Vita: le parole chiave del piano salute

Interazione, interconnessione ed integrazione, tre pilastri che per il capogruppo del Psi devono diventare patrimonio e pane quotidiano per chi opera nel settore sanitario

“Il Piano della Salute si caratterizza per tre significati principali che cominciano con la lettera ‘i’: interazione, interconnessione ed integrazione. Sono le tre parole chiave che devono diventare patrimonio e pane quotidiano per chi opera nel settore sanitario”. A sostenerlo è il presidente della Quarta Commissione consiliare permanente, Rocco Vita (Psi) che ha tenuto in Consiglio la relazione di base a conclusione dei lavori della Commissione che dall’ottobre 2011 ha dedicato decine e decine di sedute e numerosissime audizioni.
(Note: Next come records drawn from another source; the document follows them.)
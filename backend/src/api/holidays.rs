use std::sync::Arc;

use axum::{
    extract::{Path, Query, State},
    http::StatusCode,
    response::{IntoResponse, Response},
    Json,
};
use time::Month;
use uuid::Uuid;

use crate::{
    error::{AppError, Result},
    models::{
        common::YearParams,
        holiday::{CreateHolidayRequest, Holiday},
    },
    schedule::HolidayCalendar,
    store::Store,
};

/// Raw holiday entries, or with `?year=` the dated holidays of that year.
pub async fn list(
    State(store): State<Arc<dyn Store>>,
    Query(params): Query<YearParams>,
) -> Result<Response> {
    let holidays = store.list_holidays().await?;
    Ok(match params.year {
        Some(year) => Json(HolidayCalendar::new(holidays).holidays_for_year(year)).into_response(),
        None => Json(holidays).into_response(),
    })
}

pub async fn create(
    State(store): State<Arc<dyn Store>>,
    Json(req): Json<CreateHolidayRequest>,
) -> Result<Json<Holiday>> {
    use validator::Validate;
    req.validate()?;

    // Recurring entries are checked against a leap year so 29.02 is allowed.
    let month = Month::try_from(req.month)
        .map_err(|_| AppError::BadRequest("Invalid month".into()))?;
    if req.day > month.length(req.year.unwrap_or(2024)) {
        return Err(AppError::BadRequest(format!(
            "{month} has no day {}",
            req.day
        )));
    }

    let holiday = match req.year {
        Some(year) => Holiday::one_off(req.day, req.month, year, req.name),
        None => Holiday::recurring(req.day, req.month, req.name),
    };
    store.add_holiday(&holiday).await?;

    Ok(Json(holiday))
}

pub async fn remove(
    State(store): State<Arc<dyn Store>>,
    Path(id): Path<Uuid>,
) -> Result<StatusCode> {
    if !store.remove_holiday(id).await? {
        return Err(AppError::NotFound("Holiday not found".into()));
    }
    Ok(StatusCode::NO_CONTENT)
}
”Si tratta – aggiunge il capogruppo socialista – di messaggi che se riusciamo a trasferire non solo agli operatori ma a tutti gli utenti possono rappresentare la vera discontinuità e, al tempo stesso, anche la vera forza del piano. Compito della politica e di chi la rappresenta – continua – è quella di assicurare ai lucani una sanità di qualità e omogenea, una linea che rappresenta il tentativo centrale del piano; non sono più tollerabili tante disfunzioni e tanti ritardi e nemmeno ci possiamo consentire di avere in Basilicata cittadini di serie A e di serie B”.
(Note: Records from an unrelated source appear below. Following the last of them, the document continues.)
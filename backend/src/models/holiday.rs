use serde::{Deserialize, Serialize};
use time::Date;
use uuid::Uuid;
use validator::Validate;

/// A public holiday. Without a year it recurs on the same day every year.
#[derive(Debug, Clone, Serialize, Deserialize, PartialEq, Eq)]
pub struct Holiday {
    pub id: Uuid,
    pub day: u8,
    pub month: u8,
    pub year: Option<i32>,
    pub name: String,
}

impl Holiday {
    pub fn recurring(day: u8, month: u8, name: impl Into<String>) -> Self {
        Self {
            id: Uuid::new_v4(),
            day,
            month,
            year: None,
            name: name.into(),
        }
    }

    pub fn one_off(day: u8, month: u8, year: i32, name: impl Into<String>) -> Self {
        Self {
            year: Some(year),
            ..Self::recurring(day, month, name)
        }
    }

    pub fn matches(&self, date: Date) -> bool {
        self.day == date.day()
            && self.month == u8::from(date.month())
            && self.year.map_or(true, |y| y == date.year())
    }
}

#[derive(Debug, Deserialize, Validate)]
pub struct CreateHolidayRequest {
    #[validate(range(min = 1, max = 31))]
    pub day: u8,
    #[validate(range(min = 1, max = 12))]
    pub month: u8,
    pub year: Option<i32>,
    #[validate(length(min = 1, max = 200))]
    pub name: String,
}

/// A holiday projected onto a concrete date of one year.
#[derive(Debug, Clone, Serialize, PartialEq, Eq)]
pub struct DatedHoliday {
    pub date: Date,
    pub name: String,
}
Secondo Vita “è questo un compito ancora più arduo, ma necessario ed irrinunciabile, sapendo che le risorse sono sempre meno. Per questo, oggi, sono da dimenticare tentennamenti e indecisioni di cui il passato ne è testimone. Oggi ci vuole più rigore ma anche tanto coraggio. Oggi, occorre tanto coraggio a svincolarsi da sollecitazioni e suggerimenti che spesso rispondono solo a logiche locali ed individuali. In tal senso sostengo che bisogna aiutare chi le decisioni le deve prendere nel quotidiano, aiutare anche ad uscire, se mi permettete con una parola forte, da quei cerchi magici che tanto vanno di moda e non sempre sono lontano da noi”.
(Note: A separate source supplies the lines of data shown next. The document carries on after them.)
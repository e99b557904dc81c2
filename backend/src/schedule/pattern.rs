//! Work/off decisions for a single date.

use time::Date;

use super::policy::{Pattern, WorkSchedule};

/// Whole days from `anchor` to `date`; negative before the anchor.
pub fn rotation_offset(date: Date, anchor: Date) -> i64 {
    (date - anchor).whole_days()
}

/// Whether `date` is a rostered work day under `schedule`.
///
/// Rotating patterns count from the schedule's own anchor, falling back to
/// `default_anchor`. Holidays are not considered here.
pub fn is_work_day(date: Date, schedule: &WorkSchedule, default_anchor: Date) -> bool {
    match &schedule.pattern {
        Pattern::FixedWeekly(week) | Pattern::Flexible(week) => week.contains(date.weekday()),
        Pattern::Rotating { rotation, .. } => {
            let anchor = schedule.anchor.unwrap_or(default_anchor);
            rotation.is_on(rotation_offset(date, anchor))
        }
        Pattern::Complex(complex) => complex.slot_for(date, schedule.anchor).is_work(),
    }
}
Nel ribadire che “con il Piano si vuole imboccare intanto quell'inversione da tempo auspicata che non riusciamo a raggiungere, anche se siamo sulla buona strada, in quel rapporto fra ospedale e territorio”, il capogruppo Psi evidenzia che “è il territorio che deve raggiungere alcuni parametri, tra tutti il 51 per cento della spesa sul territorio, nella consapevolezza che dove non funziona il territorio non funziona la sanità. Resta comunque l’incertezza, specie finanziaria, per quello che sta accadendo in Italia con la spending review. Poi vogliamo raggiungere una migliore qualità, oltre che quantità, dei servizi negli ospedali, che mantengono strutturalmente la stessa impalcatura del precedente Piano che punta sull’ Azienda ospedaliera San Carlo, un presidio ospedaliero Madonna delle Grazie di Matera, il primo DEA di secondo livello e DEA di primo livello quello di Matera, l'Irccss-Crob di Rionero che è l'Ospedale ad elevata specializzazione oncologica e quattro PSA, sedi dei presidi per acuti, che sono Lagonegro, Melfi, Policoro, Villa d'Agri ed infine gli Ospedali Distrettuali”.

“Al distretto della salute – conclude Vita – che è il punto più importante ma che ha anche tanti rischi e tante incognite, si richiede di coordinare funzioni di salute presso una comunità, assumendo funzione di perno delle reti di servizi da impiantare sul territorio”.